Dataset excerpts:
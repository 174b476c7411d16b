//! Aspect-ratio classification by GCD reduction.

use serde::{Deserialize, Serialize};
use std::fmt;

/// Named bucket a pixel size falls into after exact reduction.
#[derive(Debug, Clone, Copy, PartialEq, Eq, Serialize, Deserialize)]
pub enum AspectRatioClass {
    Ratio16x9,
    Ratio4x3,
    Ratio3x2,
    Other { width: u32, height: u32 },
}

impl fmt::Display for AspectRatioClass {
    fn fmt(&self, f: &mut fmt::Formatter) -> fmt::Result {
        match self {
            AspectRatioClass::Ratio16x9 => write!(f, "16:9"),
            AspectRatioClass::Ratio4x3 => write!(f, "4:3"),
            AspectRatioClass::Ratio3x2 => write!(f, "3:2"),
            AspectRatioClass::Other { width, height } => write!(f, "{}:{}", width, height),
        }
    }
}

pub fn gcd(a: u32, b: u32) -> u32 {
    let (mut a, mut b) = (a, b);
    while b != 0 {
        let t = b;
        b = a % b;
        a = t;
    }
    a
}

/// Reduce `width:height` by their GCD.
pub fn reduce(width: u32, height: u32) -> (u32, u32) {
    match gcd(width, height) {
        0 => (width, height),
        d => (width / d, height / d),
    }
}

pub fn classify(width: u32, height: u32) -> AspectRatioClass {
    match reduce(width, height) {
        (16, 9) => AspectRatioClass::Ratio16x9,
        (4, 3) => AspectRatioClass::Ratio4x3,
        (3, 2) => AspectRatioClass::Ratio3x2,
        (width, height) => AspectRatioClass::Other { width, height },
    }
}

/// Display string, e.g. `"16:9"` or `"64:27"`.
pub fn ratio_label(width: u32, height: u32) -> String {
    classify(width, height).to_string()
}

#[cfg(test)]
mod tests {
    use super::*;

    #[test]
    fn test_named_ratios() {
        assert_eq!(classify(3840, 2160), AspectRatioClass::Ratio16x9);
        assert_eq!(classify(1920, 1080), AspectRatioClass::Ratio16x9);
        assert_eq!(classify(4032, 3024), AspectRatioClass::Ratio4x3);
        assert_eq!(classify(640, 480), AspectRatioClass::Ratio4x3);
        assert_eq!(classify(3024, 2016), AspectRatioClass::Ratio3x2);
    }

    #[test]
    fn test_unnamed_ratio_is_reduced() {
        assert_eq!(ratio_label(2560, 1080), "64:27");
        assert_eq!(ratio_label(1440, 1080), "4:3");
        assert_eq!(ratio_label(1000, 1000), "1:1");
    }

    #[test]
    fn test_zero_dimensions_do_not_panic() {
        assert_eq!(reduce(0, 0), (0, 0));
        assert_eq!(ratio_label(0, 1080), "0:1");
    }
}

● **What to do**
Print all the records exactly as written.

● **Result of this task**
repository 174b476c7411d16b
//! Aspect-ratio classification by GCD reduction.

use serde::{Deserialize, Serialize};
use std::fmt;

/// Named bucket a pixel size falls into after exact reduction.
#[derive(Debug, Clone, Copy, PartialEq, Eq, Serialize, Deserialize)]
pub enum AspectRatioClass {
    Ratio16x9,
    Ratio4x3,
    Ratio3x2,
    Other { width: u32, height: u32 },
}

impl fmt::Display for AspectRatioClass {
    fn fmt(&self, f: &mut fmt::Formatter) -> fmt::Result {
        match self {
            AspectRatioClass::Ratio16x9 => write!(f, "16:9"),
            AspectRatioClass::Ratio4x3 => write!(f, "4:3"),
            AspectRatioClass::Ratio3x2 => write!(f, "3:2"),
            AspectRatioClass::Other { width, height } => write!(f, "{}:{}", width, height),
        }
    }
}

pub fn gcd(a: u32, b: u32) -> u32 {
    let (mut a, mut b) = (a, b);
    while b != 0 {
        let t = b;
        b = a % b;
        a = t;
    }
    a
}

/// Reduce `width:height` by their GCD.
pub fn reduce(width: u32, height: u32) -> (u32, u32) {
    match gcd(width, height) {
        0 => (width, height),
        d => (width / d, height / d),
    }
}

pub fn classify(width: u32, height: u32) -> AspectRatioClass {
    match reduce(width, height) {
        (16, 9) => AspectRatioClass::Ratio16x9,
        (4, 3) => AspectRatioClass::Ratio4x3,
        (3, 2) => AspectRatioClass::Ratio3x2,
        (width, height) => AspectRatioClass::Other { width, height },
    }
}

/// Display string, e.g. `"16:9"` or `"64:27"`.
pub fn ratio_label(width: u32, height: u32) -> String {
    classify(width, height).to_string()
}

#[cfg(test)]
mod tests {
    use super::*;

    #[test]
    fn test_named_ratios() {
        assert_eq!(classify(3840, 2160), AspectRatioClass::Ratio16x9);
        assert_eq!(classify(1920, 1080), AspectRatioClass::Ratio16x9);
        assert_eq!(classify(4032, 3024), AspectRatioClass::Ratio4x3);
        assert_eq!(classify(640, 480), AspectRatioClass::Ratio4x3);
        assert_eq!(classify(3024, 2016), AspectRatioClass::Ratio3x2);
    }

    #[test]
    fn test_unnamed_ratio_is_reduced() {
        assert_eq!(ratio_label(2560, 1080), "64:27");
        assert_eq!(ratio_label(1440, 1080), "4:3");
        assert_eq!(ratio_label(1000, 1000), "1:1");
    }

    #[test]
    fn test_zero_dimensions_do_not_panic() {
        assert_eq!(reduce(0, 0), (0, 0));
        assert_eq!(ratio_label(0, 1080), "0:1");
    }
}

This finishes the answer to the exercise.